Exercise aim:
Using the lines below, work out the count of those that hold "panic". Give the number only.

Collected data:
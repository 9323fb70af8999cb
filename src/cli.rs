use clap::{Parser, Subcommand, ValueEnum};
use clap_complete::Shell;
use declarative::ResourceKind;

#[derive(Parser)]
#[command(name = "rani")]
#[command(version)]
#[command(about = "Declarative system settings assistant", long_about = None)]
#[command(propagate_version = true)]
pub struct Cli {
    /// Verbosity level
    #[arg(short, long, action = clap::ArgAction::Count, global = true)]
    pub verbose: u8,

    /// Suppress non-essential output
    #[arg(short, long, global = true)]
    pub quiet: bool,

    #[command(subcommand)]
    pub command: Command,
}

#[derive(Subcommand)]
pub enum Command {
    /// Show observed state, overrides and settings
    Status {
        /// Only list entries of this kind (package, aur-package, service,
        /// user-service, group, locale)
        kind: Option<ResourceKind>,
    },

    /// Flip the wanted state of one resource
    Toggle {
        kind: ResourceKind,
        name: String,

        /// Install or remove the package through the AUR helper
        #[arg(long)]
        aur: bool,
    },

    /// Drop overrides (all, one kind, or one resource)
    Reset {
        kind: Option<ResourceKind>,
        #[arg(requires = "kind")]
        name: Option<String>,
    },

    /// Change a system setting
    #[command(subcommand)]
    Set(SetCommand),

    /// Print the scripts that apply would run
    Tasks,

    /// Run every queued task
    Apply(ApplyArgs),

    /// Install a package right away if it is missing
    Ensure {
        package: String,
    },

    /// Run a one-off script through a session
    Run {
        script: String,

        /// Run in the elevated session
        #[arg(long)]
        privileged: bool,

        /// Name shown while the script runs
        #[arg(long, default_value = "Custom command")]
        name: String,
    },

    /// Rescan the system and drop overrides that are already satisfied
    Scan,

    /// Generate shell completions
    Completions {
        /// Shell to generate completions for
        #[arg(value_enum)]
        shell: Shell,
    },
}

// ============================================================================
// Settings
// ============================================================================

#[derive(Subcommand)]
pub enum SetCommand {
    /// DNS provider (Google, Cloudflare, Quad9, Default)
    Dns {
        #[arg(required_unless_present = "clear")]
        provider: Option<String>,

        /// Forget the override
        #[arg(long, conflicts_with = "provider")]
        clear: bool,
    },

    /// Login shell (bash, zsh, fish, sh)
    Shell {
        #[arg(required_unless_present = "clear")]
        shell: Option<String>,

        /// Forget the override
        #[arg(long, conflicts_with = "shell")]
        clear: bool,

        /// Also install the shell's default settings package
        #[arg(long, conflicts_with = "clear")]
        with_config: bool,
    },

    /// Hosts-file ad blocking (also installs or removes hblock)
    Hblock {
        #[arg(value_enum)]
        state: Switch,
    },

    /// iwd as the NetworkManager Wi-Fi backend
    Iwd {
        #[arg(value_enum)]
        state: Switch,
    },
}

#[derive(Clone, Copy, Debug, PartialEq, Eq, ValueEnum)]
pub enum Switch {
    On,
    Off,
    /// Flip the effective value
    Toggle,
    /// Forget the override
    Clear,
}

// ============================================================================
// Apply
// ============================================================================

#[derive(Parser)]
pub struct ApplyArgs {
    /// Skip the confirmation prompt
    #[arg(short, long)]
    pub yes: bool,

    /// Print the scripts instead of running them
    #[arg(long)]
    pub dry_run: bool,
}

#[cfg(test)]
mod tests {
    use super::*;
    use clap::CommandFactory;

    #[test]
    fn test_cli_is_well_formed() {
        Cli::command().debug_assert();
    }

    #[test]
    fn test_parse_toggle_with_kind_alias() {
        let cli = Cli::try_parse_from(["rani", "toggle", "aur", "yay-bin"]).unwrap();
        match cli.command {
            Command::Toggle { kind, name, aur } => {
                assert_eq!(kind, ResourceKind::AurPackage);
                assert_eq!(name, "yay-bin");
                assert!(!aur);
            }
            _ => panic!("expected toggle"),
        }
    }

    #[test]
    fn test_unknown_kind_is_rejected() {
        assert!(Cli::try_parse_from(["rani", "toggle", "kernel", "x"]).is_err());
    }

    #[test]
    fn test_reset_name_requires_kind() {
        assert!(Cli::try_parse_from(["rani", "reset"]).is_ok());
        assert!(Cli::try_parse_from(["rani", "reset", "group", "docker"]).is_ok());
    }

    #[test]
    fn test_set_dns_needs_provider_or_clear() {
        assert!(Cli::try_parse_from(["rani", "set", "dns"]).is_err());
        assert!(Cli::try_parse_from(["rani", "set", "dns", "--clear"]).is_ok());
        assert!(Cli::try_parse_from(["rani", "set", "dns", "quad9", "--clear"]).is_err());
    }

    #[test]
    fn test_switch_values() {
        let cli = Cli::try_parse_from(["rani", "set", "iwd", "off"]).unwrap();
        match cli.command {
            Command::Set(SetCommand::Iwd { state }) => assert_eq!(state, Switch::Off),
            _ => panic!("expected set iwd"),
        }
        let cli = Cli::try_parse_from(["rani", "set", "hblock", "toggle"]).unwrap();
        assert!(matches!(
            cli.command,
            Command::Set(SetCommand::Hblock {
                state: Switch::Toggle
            })
        ));
    }

    #[test]
    fn test_shell_config_conflicts_with_clear() {
        assert!(Cli::try_parse_from(["rani", "set", "shell", "zsh", "--with-config"]).is_ok());
        assert!(Cli::try_parse_from(["rani", "set", "shell", "--clear", "--with-config"]).is_err());
    }
}
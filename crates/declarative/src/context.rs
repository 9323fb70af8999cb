//! Listener traits and planning context
//!
//! These let the store publish snapshots without knowing who consumes
//! them, and let the planner synthesize scripts without reading the
//! environment itself.

use crate::store::StateSnapshot;

/// Receives every snapshot published by the state store.
///
/// Calls are serialized and arrive in publication order. The snapshot
/// lock is already released, so implementations may read the store
/// again; mutating it from inside the callback deadlocks.
pub trait SnapshotListener: Send + Sync {
    fn on_snapshot(&self, snapshot: &StateSnapshot);
}

/// Values the planner splices into scripts
#[derive(Debug, Clone, PartialEq, Eq)]
pub struct PlanContext {
    /// Account whose groups and login shell are managed
    pub user: String,
}

impl PlanContext {
    pub fn new(user: impl Into<String>) -> Self {
        Self { user: user.into() }
    }
}
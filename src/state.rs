//! Wanted-override persistence between invocations

use anyhow::{Context, Result};
use chrono::{DateTime, Utc};
use declarative::WantedState;
use serde::{Deserialize, Serialize};
use std::fs;
use std::path::{Path, PathBuf};

use crate::paths;

/// File holding persisted overrides inside the state directory
pub const WANTED_FILE: &str = "wanted.toml";

/// On-disk form of the user's pending overrides
#[derive(Debug, Serialize, Deserialize, Clone)]
pub struct RaniState {
    /// Last time the state was updated
    pub last_updated: DateTime<Utc>,

    #[serde(default)]
    pub wanted: WantedState,
}

impl Default for RaniState {
    fn default() -> Self {
        Self {
            last_updated: Utc::now(),
            wanted: WantedState::default(),
        }
    }
}

impl RaniState {
    /// Get the state file path
    pub fn state_file() -> Result<PathBuf> {
        Ok(paths::state_dir()?.join(WANTED_FILE))
    }

    /// Load state from disk, or return default if file doesn't exist
    pub fn load_from(path: &Path) -> Result<Self> {
        if !path.exists() {
            log::debug!("State file does not exist, using default state");
            return Ok(Self::default());
        }

        let content = fs::read_to_string(path)
            .with_context(|| format!("Failed to read state file: {}", path.display()))?;

        let state: Self = toml::from_str(&content)
            .with_context(|| format!("Failed to parse state file: {}", path.display()))?;

        log::debug!("Loaded state from {}", path.display());
        Ok(state)
    }

    /// Save state to disk, stamping `last_updated`
    pub fn save_to(&mut self, path: &Path) -> Result<()> {
        if let Some(dir) = path.parent() {
            fs::create_dir_all(dir)
                .with_context(|| format!("Failed to create state directory: {}", dir.display()))?;
        }

        self.last_updated = Utc::now();
        let content = toml::to_string_pretty(self).context("Failed to serialize state")?;
        fs::write(path, content)
            .with_context(|| format!("Failed to write state file: {}", path.display()))?;

        log::debug!("Saved state to {}", path.display());
        Ok(())
    }
}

Answer to this task:
2